Astreinte et code du travail

Publié le : 28 juillet 202020 mins de lecture

Introduite le 8 août 2016 et effective depuis le 1er janvier 2017, la « loi El Khomri » (du nom du ministre français du Travail) ou « loi travail » accordait aux salariés en France le « droit de se déconnecter » des appareils numériques. Bien que les médias aient donné l’impression qu’il s’agissait là d’une autre règle onéreuse à respecter par les employeurs en France, ces rapports ont peut-être simplifié à l’extrême la loi.

Contrairement à la croyance populaire aux États-Unis, le droit de se déconnecter n’interdit pas aux employés de recevoir, lire et écrire des e-mails, ou de répondre aux appels téléphoniques pendant le week-end et après 18 heures pendant la semaine de travail. Le droit de se déconnecter est plutôt une composante des arrangements flexibles et de télétravail selon lesquels les employés déterminent librement leur horaire. Ce droit donne aux employés une marge de manœuvre où la frontière entre le travail et la vie personnelle peut être floue. Alors que certains pourraient dans un premier temps envisager le droit de se déconnecter pour créer une autre contrainte pour les entreprises, l’objectif de séparer le travail du temps personnel apparaît comme universel, transcendant vraisemblablement les niveaux hiérarchiques et les différences culturelles.

Le droit de se déconnecter impose également à l’employé le devoir de se déconnecter ou, du moins, la responsabilité d’utiliser raisonnablement les outils numériques. Conformément à la tendance française à créer de nouveaux concepts, le droit à la déconnexion n’est qu’une autre expression ou confirmation des droits des salariés à une période minimale de repos la nuit, le week-end et les vacances.

Bien que l’on ait beaucoup parlé du droit de se déconnecter, cet article cherche à séparer les faits de la fiction sur ce sujet.

Fondements juridiques et pratiques du droit à la déconnexion : la recherche de l’équilibre

Le droit de se déconnecter est né de la recherche permanente d’un équilibre entre des modalités de travail flexibles et l’utilisation raisonnable des appareils numériques. Avant la promulgation de la loi, le droit à la déconnexion était déjà apparu. En effet, ce droit est né du renforcement accru des règles régissant les horaires de travail annuels des cadres et de ceux qui déterminent librement leurs propres horaires de travail (appelés « forfaits jours »).

Tous les salariés français ne travaillent pas 35 heures par semaine. De nombreux employés, en particulier les cadres, travaillent selon des conditions d’emploi qui ne comptent pas le temps de travail en heures par semaine, mais en jours au cours de l’année (par exemple, 218 jours) : le « forfait jours ». Comme pour les salariés aux États-Unis, les heures effectivement travaillées ne sont pas calculées. De plus, comme les employés exonérés aux États-Unis, ces employés ne sont pas assujettis aux heures supplémentaires, un avantage important pour les employeurs.

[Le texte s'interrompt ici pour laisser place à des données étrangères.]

//! REST client for the analysis backend.

use std::future::Future;
use std::pin::Pin;
use std::time::Duration;

use serde::de::DeserializeOwned;
use serde_json::Value;

use dsa_protocol::{
    AnalysisReport, AnalyzeAccepted, AnalyzeRequest, DashboardError, HistoryPage, HistoryQuery,
    ProviderInfo, ProviderList, ANALYZE_PATH, DEFAULT_BASE_URL, HISTORY_PATH, PROVIDERS_PATH,
};

use crate::casing::normalize_keys;

/// Boxed future returned by [`AnalysisApi`] calls.
pub type ApiFuture<'a, T> = Pin<Box<dyn Future<Output = Result<T, DashboardError>> + Send + 'a>>;

/// Backend operations the dashboard depends on.
///
/// Implementations return normalized payloads or a [`DashboardError`]. No
/// retries happen at this layer; callers decide per call what a failure
/// means.
pub trait AnalysisApi: Send + Sync {
    /// List the configured AI providers.
    fn list_providers(&self) -> ApiFuture<'_, Vec<ProviderInfo>>;

    /// Queue an analysis. A stock that is already being analyzed by the
    /// same provider fails with [`DashboardError::DuplicateTask`].
    fn analyze_async<'a>(&'a self, request: &'a AnalyzeRequest) -> ApiFuture<'a, AnalyzeAccepted>;

    /// Fetch one page of the analysis history.
    fn history_list<'a>(&'a self, query: &'a HistoryQuery) -> ApiFuture<'a, HistoryPage>;

    /// Fetch a full report by query id (task ids double as query ids).
    fn report_detail<'a>(&'a self, query_id: &'a str) -> ApiFuture<'a, AnalysisReport>;
}

/// Configuration for [`HttpApi`].
#[derive(Debug, Clone)]
pub struct HttpApiConfig {
    pub base_url: String,
    pub timeout: Duration,
}

impl Default for HttpApiConfig {
    fn default() -> Self {
        Self {
            base_url: DEFAULT_BASE_URL.to_string(),
            timeout: Duration::from_secs(30),
        }
    }
}

/// [`AnalysisApi`] over HTTP.
pub struct HttpApi {
    client: reqwest::Client,
    base_url: String,
}

impl HttpApi {
    pub fn new(config: HttpApiConfig) -> Result<Self, DashboardError> {
        let client = reqwest::Client::builder()
            .timeout(config.timeout)
            .build()
            .map_err(|e| DashboardError::Network(format!("failed to create HTTP client: {e}")))?;
        Ok(Self::with_reqwest_client(client, &config.base_url))
    }

    /// Wrap an existing client, e.g. one with custom proxy or TLS settings.
    pub fn with_reqwest_client(client: reqwest::Client, base_url: &str) -> Self {
        Self {
            client,
            base_url: base_url.trim_end_matches('/').to_string(),
        }
    }

    pub fn base_url(&self) -> &str {
        &self.base_url
    }

    fn url(&self, path: &str) -> String {
        format!("{}{}", self.base_url, path)
    }

    /// `{base}/api/v1/history/{query_id}` with the id as a single encoded segment.
    fn report_url(&self, query_id: &str) -> Result<reqwest::Url, DashboardError> {
        let invalid = |reason: String| DashboardError::Network(format!("invalid report URL: {reason}"));
        let mut url = reqwest::Url::parse(&self.url(HISTORY_PATH)).map_err(|e| invalid(e.to_string()))?;
        url.path_segments_mut()
            .map_err(|_| invalid(self.base_url.clone()))?
            .push(query_id);
        Ok(url)
    }

    async fn send<T: DeserializeOwned>(&self, request: reqwest::RequestBuilder) -> Result<T, DashboardError> {
        let response = request.send().await.map_err(network_error)?;
        let status = response.status().as_u16();
        let body = response.text().await.map_err(network_error)?;

        if !(200..300).contains(&status) {
            return Err(error_from_body(status, &body));
        }
        decode_body(&body)
    }
}

impl AnalysisApi for HttpApi {
    fn list_providers(&self) -> ApiFuture<'_, Vec<ProviderInfo>> {
        Box::pin(async move {
            let list: ProviderList = self.send(self.client.get(self.url(PROVIDERS_PATH))).await?;
            Ok(list.providers)
        })
    }

    fn analyze_async<'a>(&'a self, request: &'a AnalyzeRequest) -> ApiFuture<'a, AnalyzeAccepted> {
        Box::pin(async move {
            let accepted: AnalyzeAccepted = self
                .send(self.client.post(self.url(ANALYZE_PATH)).json(request))
                .await?;
            tracing::debug!(
                task_id = %accepted.task_id,
                stock = %request.stock_code,
                model = %request.model_name,
                "Analysis queued"
            );
            Ok(accepted)
        })
    }

    fn history_list<'a>(&'a self, query: &'a HistoryQuery) -> ApiFuture<'a, HistoryPage> {
        Box::pin(async move { self.send(self.client.get(self.url(HISTORY_PATH)).query(query)).await })
    }

    fn report_detail<'a>(&'a self, query_id: &'a str) -> ApiFuture<'a, AnalysisReport> {
        Box::pin(async move {
            let url = self.report_url(query_id)?;
            self.send(self.client.get(url)).await
        })
    }
}

fn network_error(e: reqwest::Error) -> DashboardError {
    if e.is_timeout() {
        DashboardError::Network(format!("request timed out: {e}"))
    } else {
        DashboardError::Network(e.to_string())
    }
}

/// Decode a success body into `T` after key normalization.
pub(crate) fn decode_body<T: DeserializeOwned>(body: &str) -> Result<T, DashboardError> {
    let raw: Value = serde_json::from_str(body)
        .map_err(|e| DashboardError::Decode(format!("invalid JSON: {e}")))?;
    serde_json::from_value(normalize_keys(raw)).map_err(|e| DashboardError::Decode(e.to_string()))
}

/// Map a non-success response to a [`DashboardError`].
///
/// The backend wraps structured errors in `detail`; both the wrapped and the
/// bare form are accepted. A 409 carrying `duplicate_task` becomes
/// [`DashboardError::DuplicateTask`].
pub fn error_from_body(status: u16, body: &str) -> DashboardError {
    let parsed: Option<Value> = serde_json::from_str(body).ok();
    let payload = parsed
        .as_ref()
        .map(|v| match v.get("detail") {
            Some(detail) if detail.is_object() => detail,
            _ => v,
        });

    let field = |name: &str| -> Option<String> {
        payload
            .and_then(|p| p.get(name))
            .and_then(|v| v.as_str())
            .map(str::to_string)
    };

    if status == 409 && field("error").as_deref() == Some("duplicate_task") {
        return DashboardError::DuplicateTask {
            stock_code: field("stock_code").unwrap_or_default(),
            existing_task_id: field("existing_task_id"),
        };
    }

    let message = field("message")
        .or_else(|| {
            parsed
                .as_ref()
                .and_then(|v| v.get("detail"))
                .and_then(|d| d.as_str())
                .map(str::to_string)
        })
        .unwrap_or_else(|| {
            let trimmed = body.trim();
            if trimmed.is_empty() {
                format!("request failed with status {status}")
            } else {
                trimmed.chars().take(200).collect()
            }
        });

    DashboardError::Http { status, message }
}

#[cfg(test)]
mod tests {
    use super::*;

    #[test]
    fn duplicate_task_wrapped_in_detail() {
        let body = r#"{"detail":{"error":"duplicate_task","message":"busy","stock_code":"600519","existing_task_id":"t-9"}}"#;
        match error_from_body(409, body) {
            DashboardError::DuplicateTask { stock_code, existing_task_id } => {
                assert_eq!(stock_code, "600519");
                assert_eq!(existing_task_id.as_deref(), Some("t-9"));
            }
            other => panic!("expected duplicate, got {other:?}"),
        }
    }

    #[test]
    fn duplicate_task_bare() {
        let body = r#"{"error":"duplicate_task","stock_code":"AAPL"}"#;
        assert!(error_from_body(409, body).is_duplicate());
    }

    #[test]
    fn conflict_without_duplicate_marker_is_http_error() {
        let body = r#"{"detail":"conflict"}"#;
        match error_from_body(409, body) {
            DashboardError::Http { status, message } => {
                assert_eq!(status, 409);
                assert_eq!(message, "conflict");
            }
            other => panic!("expected http error, got {other:?}"),
        }
    }

    #[test]
    fn plain_text_and_empty_bodies() {
        match error_from_body(502, "Bad Gateway") {
            DashboardError::Http { message, .. } => assert_eq!(message, "Bad Gateway"),
            other => panic!("unexpected {other:?}"),
        }
        match error_from_body(500, "") {
            DashboardError::Http { message, .. } => {
                assert_eq!(message, "request failed with status 500")
            }
            other => panic!("unexpected {other:?}"),
        }
    }

    #[test]
    fn decode_normalizes_snake_case() {
        let list: ProviderList = decode_body(
            r#"{"providers":[{"key":"qwen","display_name":"Qwen","provider_type":"openai_compatible","model":"qwen-turbo"}]}"#,
        )
        .unwrap();
        assert_eq!(list.providers[0].display_name, "Qwen");
        assert_eq!(list.providers[0].model_name.as_deref(), Some("qwen-turbo"));
    }

    #[test]
    fn decode_rejects_garbage() {
        let result: Result<ProviderList, _> = decode_body("<html>");
        assert!(matches!(result, Err(DashboardError::Decode(_))));
    }

    #[test]
    fn base_url_trailing_slash_is_trimmed() {
        let api = HttpApi::with_reqwest_client(reqwest::Client::new(), "http://localhost:8000/");
        assert_eq!(api.url(PROVIDERS_PATH), "http://localhost:8000/api/v1/providers");
    }
}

Néanmoins, la loi française impose des garanties salariales et horaires à ces salariés. Par exemple, ces employés ont droit au repos quotidien et hebdomadaire obligatoire, au suivi de la charge de travail des employés par l’employeur, à des niveaux minimaux de rémunération et à un équilibre entre l’activité professionnelle et la vie personnelle et familiale.

Depuis 2011, la Cour suprême française suit de près le régime du temps de travail annualisé. À la lumière de cet examen, la branche Syntec (c’est-à-dire les entreprises de technologie de l’information) est devenue le pionnier du droit à la déconnexion. En avril 2014, la convention collective sectorielle couvrant cette branche incluait ce droit dans ses nouvelles règles relatives à l’horaire de travail annuel (le « forfait jours ») et faisait en effet référence au « devoir de déconnexion » des outils de communication à distance.

La loi française reconnaît également un droit contractuel à la déconnexion pour les salariés travaillant à domicile (télétravailleurs). Les accords individuels formalisant les accords de télétravail précisent les périodes de temps de travail pendant lesquelles le salarié peut être contacté par l’employeur.

Avec la nouvelle loi, cependant, le droit de se déconnecter a été étendu à tous les salariés qui utilisent les outils numériques et de télécommunication dans leur activité professionnelle. La loi – qui se trouve à l’article L.2242-8 du Code du travail – ne définit pas le droit à la déconnexion. Au lieu de cela, il oblige les employeurs à mettre en œuvre « des procédures pour le plein exercice par l’employé de son droit de se déconnecter » et à « établir […] des mécanismes de contrôle afin de réguler l’utilisation des outils numériques, dans le but d’assurer le respect des périodes de repos et de congé ainsi que de la vie personnelle et familiale. » En un mot, le principe directeur du droit de se déconnecter est la protection de la santé de l’employé et le respect des périodes de repos et de congé.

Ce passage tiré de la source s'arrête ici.